====== Data supplied ======

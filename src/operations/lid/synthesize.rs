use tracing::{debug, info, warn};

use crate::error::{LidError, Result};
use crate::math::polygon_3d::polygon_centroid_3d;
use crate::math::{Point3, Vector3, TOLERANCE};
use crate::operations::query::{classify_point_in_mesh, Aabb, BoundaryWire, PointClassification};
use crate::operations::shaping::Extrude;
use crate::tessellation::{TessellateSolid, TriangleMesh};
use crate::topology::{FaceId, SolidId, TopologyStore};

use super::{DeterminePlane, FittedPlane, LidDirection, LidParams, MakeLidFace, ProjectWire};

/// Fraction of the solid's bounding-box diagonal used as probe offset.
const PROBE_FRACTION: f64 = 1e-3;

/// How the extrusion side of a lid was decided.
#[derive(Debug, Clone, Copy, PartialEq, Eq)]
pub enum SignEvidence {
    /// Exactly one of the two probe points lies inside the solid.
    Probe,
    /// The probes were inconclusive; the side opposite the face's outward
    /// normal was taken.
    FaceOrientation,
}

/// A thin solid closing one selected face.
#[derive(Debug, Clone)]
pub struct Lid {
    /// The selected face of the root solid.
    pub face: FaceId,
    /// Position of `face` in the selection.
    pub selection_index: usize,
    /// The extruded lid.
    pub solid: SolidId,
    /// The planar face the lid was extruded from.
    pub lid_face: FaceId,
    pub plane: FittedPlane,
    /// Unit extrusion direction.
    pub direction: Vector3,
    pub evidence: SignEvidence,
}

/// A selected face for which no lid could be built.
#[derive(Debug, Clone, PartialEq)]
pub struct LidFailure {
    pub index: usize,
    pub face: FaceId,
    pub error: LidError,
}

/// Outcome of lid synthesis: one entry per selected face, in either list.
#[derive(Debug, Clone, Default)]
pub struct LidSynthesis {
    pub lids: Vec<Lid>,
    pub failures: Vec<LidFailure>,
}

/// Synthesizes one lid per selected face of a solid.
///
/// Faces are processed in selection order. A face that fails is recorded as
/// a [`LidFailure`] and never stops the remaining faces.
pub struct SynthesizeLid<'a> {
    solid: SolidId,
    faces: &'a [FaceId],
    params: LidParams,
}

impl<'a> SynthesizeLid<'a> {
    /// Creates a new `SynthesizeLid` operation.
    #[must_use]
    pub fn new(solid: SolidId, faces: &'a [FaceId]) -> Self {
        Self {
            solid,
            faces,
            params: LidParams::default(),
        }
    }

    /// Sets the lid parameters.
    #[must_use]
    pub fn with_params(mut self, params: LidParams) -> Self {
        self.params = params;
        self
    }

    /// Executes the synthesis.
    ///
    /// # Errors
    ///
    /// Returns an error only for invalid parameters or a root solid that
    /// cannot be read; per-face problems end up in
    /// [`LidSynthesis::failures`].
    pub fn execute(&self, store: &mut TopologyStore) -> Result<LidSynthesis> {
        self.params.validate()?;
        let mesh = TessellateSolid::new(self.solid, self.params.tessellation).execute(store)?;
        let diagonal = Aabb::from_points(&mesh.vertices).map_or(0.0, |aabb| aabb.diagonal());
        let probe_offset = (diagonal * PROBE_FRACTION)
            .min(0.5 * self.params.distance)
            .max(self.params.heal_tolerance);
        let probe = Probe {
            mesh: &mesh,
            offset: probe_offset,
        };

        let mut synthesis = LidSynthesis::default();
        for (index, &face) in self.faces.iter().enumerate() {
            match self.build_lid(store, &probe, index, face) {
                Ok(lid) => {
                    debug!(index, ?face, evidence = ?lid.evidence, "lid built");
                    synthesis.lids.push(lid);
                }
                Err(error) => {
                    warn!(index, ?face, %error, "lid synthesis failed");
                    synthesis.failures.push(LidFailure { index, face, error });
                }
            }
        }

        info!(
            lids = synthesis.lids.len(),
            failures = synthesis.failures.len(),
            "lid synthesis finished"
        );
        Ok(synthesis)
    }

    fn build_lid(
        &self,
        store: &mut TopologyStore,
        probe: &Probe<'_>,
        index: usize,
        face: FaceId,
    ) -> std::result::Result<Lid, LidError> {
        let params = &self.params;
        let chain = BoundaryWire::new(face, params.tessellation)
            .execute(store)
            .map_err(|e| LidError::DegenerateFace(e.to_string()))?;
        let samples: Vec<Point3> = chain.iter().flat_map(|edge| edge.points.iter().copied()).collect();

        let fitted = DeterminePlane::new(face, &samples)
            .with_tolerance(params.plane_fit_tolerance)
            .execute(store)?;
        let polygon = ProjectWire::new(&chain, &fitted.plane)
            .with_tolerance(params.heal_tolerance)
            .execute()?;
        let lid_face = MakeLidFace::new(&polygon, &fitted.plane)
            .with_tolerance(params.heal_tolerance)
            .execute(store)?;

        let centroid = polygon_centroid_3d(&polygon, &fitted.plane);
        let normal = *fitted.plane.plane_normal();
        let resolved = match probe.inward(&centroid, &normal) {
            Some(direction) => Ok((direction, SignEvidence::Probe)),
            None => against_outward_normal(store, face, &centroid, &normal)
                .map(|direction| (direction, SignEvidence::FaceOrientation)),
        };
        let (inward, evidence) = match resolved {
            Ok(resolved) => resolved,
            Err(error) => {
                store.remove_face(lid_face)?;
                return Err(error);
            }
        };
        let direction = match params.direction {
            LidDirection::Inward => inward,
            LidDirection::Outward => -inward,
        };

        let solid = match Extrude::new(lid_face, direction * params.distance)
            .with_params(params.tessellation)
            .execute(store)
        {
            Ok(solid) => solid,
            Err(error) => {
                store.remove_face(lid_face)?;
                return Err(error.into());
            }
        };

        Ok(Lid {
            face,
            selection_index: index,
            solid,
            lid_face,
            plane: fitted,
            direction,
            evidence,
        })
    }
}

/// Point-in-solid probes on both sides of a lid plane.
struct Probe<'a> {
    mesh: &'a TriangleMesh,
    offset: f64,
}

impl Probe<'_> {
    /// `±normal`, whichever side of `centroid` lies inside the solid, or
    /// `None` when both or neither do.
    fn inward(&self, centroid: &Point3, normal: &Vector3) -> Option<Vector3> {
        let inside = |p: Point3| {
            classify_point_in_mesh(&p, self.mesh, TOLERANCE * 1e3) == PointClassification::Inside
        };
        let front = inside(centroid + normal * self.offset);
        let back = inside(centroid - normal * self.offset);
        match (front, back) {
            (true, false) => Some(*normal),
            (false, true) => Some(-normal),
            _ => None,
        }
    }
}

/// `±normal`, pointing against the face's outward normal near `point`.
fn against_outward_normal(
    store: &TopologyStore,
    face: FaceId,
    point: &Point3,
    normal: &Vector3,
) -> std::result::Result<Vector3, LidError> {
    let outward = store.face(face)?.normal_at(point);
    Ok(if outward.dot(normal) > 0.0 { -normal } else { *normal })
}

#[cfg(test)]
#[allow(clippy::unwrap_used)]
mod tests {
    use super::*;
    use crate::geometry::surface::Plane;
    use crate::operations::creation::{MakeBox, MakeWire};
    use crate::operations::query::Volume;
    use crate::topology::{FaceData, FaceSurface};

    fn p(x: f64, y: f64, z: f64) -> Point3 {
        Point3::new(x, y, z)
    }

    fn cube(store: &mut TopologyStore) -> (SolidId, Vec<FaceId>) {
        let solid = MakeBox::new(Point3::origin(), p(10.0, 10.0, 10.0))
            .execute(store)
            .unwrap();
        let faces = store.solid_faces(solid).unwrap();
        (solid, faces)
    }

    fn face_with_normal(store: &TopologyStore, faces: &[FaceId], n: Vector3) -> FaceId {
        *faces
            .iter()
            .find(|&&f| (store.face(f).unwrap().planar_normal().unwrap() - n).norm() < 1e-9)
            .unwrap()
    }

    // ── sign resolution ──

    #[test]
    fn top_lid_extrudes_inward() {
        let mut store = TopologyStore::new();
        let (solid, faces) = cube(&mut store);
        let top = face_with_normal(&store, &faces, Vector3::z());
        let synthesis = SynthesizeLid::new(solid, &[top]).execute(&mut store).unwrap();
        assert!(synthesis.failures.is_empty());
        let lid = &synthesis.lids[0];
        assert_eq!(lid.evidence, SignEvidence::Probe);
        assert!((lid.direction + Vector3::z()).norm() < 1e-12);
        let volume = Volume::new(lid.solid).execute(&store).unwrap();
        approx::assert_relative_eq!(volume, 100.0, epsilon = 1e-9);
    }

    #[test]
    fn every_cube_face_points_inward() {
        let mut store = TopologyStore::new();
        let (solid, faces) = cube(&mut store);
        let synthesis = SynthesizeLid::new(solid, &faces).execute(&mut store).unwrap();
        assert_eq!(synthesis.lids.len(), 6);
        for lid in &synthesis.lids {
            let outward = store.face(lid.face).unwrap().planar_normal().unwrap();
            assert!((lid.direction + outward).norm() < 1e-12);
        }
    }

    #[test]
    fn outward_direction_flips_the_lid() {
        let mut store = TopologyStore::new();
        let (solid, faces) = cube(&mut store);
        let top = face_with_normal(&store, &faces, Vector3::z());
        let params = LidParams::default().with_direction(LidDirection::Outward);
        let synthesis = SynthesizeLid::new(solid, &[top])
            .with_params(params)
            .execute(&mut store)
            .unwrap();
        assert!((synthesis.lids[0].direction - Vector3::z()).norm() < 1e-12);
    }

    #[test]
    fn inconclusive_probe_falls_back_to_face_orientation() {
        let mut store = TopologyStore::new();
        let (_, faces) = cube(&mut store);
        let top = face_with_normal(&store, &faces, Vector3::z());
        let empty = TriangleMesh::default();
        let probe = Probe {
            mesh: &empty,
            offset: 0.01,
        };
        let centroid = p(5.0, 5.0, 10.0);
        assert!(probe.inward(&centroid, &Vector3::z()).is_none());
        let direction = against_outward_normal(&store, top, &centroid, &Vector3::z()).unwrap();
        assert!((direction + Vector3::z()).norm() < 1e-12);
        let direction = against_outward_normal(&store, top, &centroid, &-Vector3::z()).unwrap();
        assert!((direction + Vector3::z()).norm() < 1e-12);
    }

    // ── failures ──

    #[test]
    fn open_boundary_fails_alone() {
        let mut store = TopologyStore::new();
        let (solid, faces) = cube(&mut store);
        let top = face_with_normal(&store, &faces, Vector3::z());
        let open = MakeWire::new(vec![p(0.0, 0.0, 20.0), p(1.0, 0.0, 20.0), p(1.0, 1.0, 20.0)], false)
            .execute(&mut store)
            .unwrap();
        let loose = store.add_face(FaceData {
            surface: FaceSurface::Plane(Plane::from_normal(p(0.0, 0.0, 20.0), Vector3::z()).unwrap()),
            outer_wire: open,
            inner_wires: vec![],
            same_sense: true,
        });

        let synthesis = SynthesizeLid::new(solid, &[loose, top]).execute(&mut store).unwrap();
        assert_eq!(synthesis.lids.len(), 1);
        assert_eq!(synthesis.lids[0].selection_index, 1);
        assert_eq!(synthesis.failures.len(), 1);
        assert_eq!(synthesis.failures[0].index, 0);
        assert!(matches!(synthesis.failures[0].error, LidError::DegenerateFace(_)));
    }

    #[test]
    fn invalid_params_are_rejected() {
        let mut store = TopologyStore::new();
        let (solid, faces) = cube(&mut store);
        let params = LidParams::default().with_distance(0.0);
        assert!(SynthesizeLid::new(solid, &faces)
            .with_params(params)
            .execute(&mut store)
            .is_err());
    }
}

======
====== Data supplied ======

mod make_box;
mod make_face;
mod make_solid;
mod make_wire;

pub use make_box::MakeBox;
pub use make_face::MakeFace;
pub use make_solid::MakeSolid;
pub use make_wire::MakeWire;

======
====== Data supplied ======

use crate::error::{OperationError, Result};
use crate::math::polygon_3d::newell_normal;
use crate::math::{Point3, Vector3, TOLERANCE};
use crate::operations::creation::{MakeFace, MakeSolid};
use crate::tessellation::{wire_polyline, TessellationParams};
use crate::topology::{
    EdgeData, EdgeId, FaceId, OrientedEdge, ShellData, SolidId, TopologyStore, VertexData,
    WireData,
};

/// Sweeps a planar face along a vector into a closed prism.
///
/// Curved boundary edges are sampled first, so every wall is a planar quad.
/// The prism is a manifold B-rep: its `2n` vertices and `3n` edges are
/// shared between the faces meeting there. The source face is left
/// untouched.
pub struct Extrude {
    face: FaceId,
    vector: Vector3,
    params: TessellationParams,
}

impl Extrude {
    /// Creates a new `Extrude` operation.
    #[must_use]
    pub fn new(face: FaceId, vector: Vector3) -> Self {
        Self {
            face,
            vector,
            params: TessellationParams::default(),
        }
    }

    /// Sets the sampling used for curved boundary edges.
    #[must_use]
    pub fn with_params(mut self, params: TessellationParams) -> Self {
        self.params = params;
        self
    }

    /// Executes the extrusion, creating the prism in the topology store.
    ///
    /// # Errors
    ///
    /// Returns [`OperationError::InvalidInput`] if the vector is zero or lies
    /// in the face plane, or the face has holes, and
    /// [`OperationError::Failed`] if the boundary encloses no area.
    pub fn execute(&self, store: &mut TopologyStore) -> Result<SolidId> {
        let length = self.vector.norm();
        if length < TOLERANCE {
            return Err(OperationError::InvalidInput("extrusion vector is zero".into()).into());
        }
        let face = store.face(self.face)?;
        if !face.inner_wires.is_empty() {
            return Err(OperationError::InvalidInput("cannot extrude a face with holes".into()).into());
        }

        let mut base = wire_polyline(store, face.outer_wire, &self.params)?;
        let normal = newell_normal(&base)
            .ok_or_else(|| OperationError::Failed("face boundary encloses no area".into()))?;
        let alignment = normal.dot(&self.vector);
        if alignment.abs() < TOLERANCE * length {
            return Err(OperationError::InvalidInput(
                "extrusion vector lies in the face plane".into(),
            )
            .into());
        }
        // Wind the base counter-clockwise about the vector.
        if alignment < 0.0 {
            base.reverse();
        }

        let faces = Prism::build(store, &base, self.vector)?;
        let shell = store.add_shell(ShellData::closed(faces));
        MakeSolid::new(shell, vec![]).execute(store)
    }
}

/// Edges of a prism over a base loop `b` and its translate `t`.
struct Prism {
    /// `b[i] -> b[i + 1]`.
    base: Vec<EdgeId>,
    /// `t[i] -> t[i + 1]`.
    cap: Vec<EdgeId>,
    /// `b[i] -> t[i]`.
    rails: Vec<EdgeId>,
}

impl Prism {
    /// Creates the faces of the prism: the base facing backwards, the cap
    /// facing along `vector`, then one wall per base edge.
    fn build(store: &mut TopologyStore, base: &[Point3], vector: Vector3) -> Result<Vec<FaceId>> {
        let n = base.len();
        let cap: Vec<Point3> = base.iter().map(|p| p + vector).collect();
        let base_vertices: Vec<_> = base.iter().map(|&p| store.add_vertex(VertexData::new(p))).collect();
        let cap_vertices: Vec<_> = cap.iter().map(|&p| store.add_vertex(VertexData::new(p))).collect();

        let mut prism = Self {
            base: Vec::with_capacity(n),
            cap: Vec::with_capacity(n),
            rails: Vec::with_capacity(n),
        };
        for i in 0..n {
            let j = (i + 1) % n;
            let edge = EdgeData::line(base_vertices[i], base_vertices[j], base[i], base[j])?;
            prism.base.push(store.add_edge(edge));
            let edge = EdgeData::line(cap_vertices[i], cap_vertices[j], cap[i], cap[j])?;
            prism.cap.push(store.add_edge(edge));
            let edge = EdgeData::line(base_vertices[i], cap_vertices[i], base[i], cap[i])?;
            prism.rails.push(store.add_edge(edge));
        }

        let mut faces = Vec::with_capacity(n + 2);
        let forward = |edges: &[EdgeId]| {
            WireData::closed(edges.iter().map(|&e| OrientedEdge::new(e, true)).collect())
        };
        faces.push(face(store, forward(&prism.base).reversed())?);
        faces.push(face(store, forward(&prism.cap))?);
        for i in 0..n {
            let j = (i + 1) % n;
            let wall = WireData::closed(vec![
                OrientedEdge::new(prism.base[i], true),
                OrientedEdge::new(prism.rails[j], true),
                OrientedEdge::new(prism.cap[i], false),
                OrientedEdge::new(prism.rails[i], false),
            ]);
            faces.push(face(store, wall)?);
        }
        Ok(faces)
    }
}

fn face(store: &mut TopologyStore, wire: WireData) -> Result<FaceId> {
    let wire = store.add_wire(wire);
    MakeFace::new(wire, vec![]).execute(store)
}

======

▸ **Problem to solve**
Within the material above, transcribe exactly the lines that run from the line holding "filename src/operations/lid/synthesize.rs" through the line holding "opposite the face's outward".

▸ **Answer for this exercise**
filename src/operations/lid/synthesize.rs
use tracing::{debug, info, warn};

use crate::error::{LidError, Result};
use crate::math::polygon_3d::polygon_centroid_3d;
use crate::math::{Point3, Vector3, TOLERANCE};
use crate::operations::query::{classify_point_in_mesh, Aabb, BoundaryWire, PointClassification};
use crate::operations::shaping::Extrude;
use crate::tessellation::{TessellateSolid, TriangleMesh};
use crate::topology::{FaceId, SolidId, TopologyStore};

use super::{DeterminePlane, FittedPlane, LidDirection, LidParams, MakeLidFace, ProjectWire};

/// Fraction of the solid's bounding-box diagonal used as probe offset.
const PROBE_FRACTION: f64 = 1e-3;

/// How the extrusion side of a lid was decided.
#[derive(Debug, Clone, Copy, PartialEq, Eq)]
pub enum SignEvidence {
    /// Exactly one of the two probe points lies inside the solid.
    Probe,
    /// The probes were inconclusive; the side opposite the face's outward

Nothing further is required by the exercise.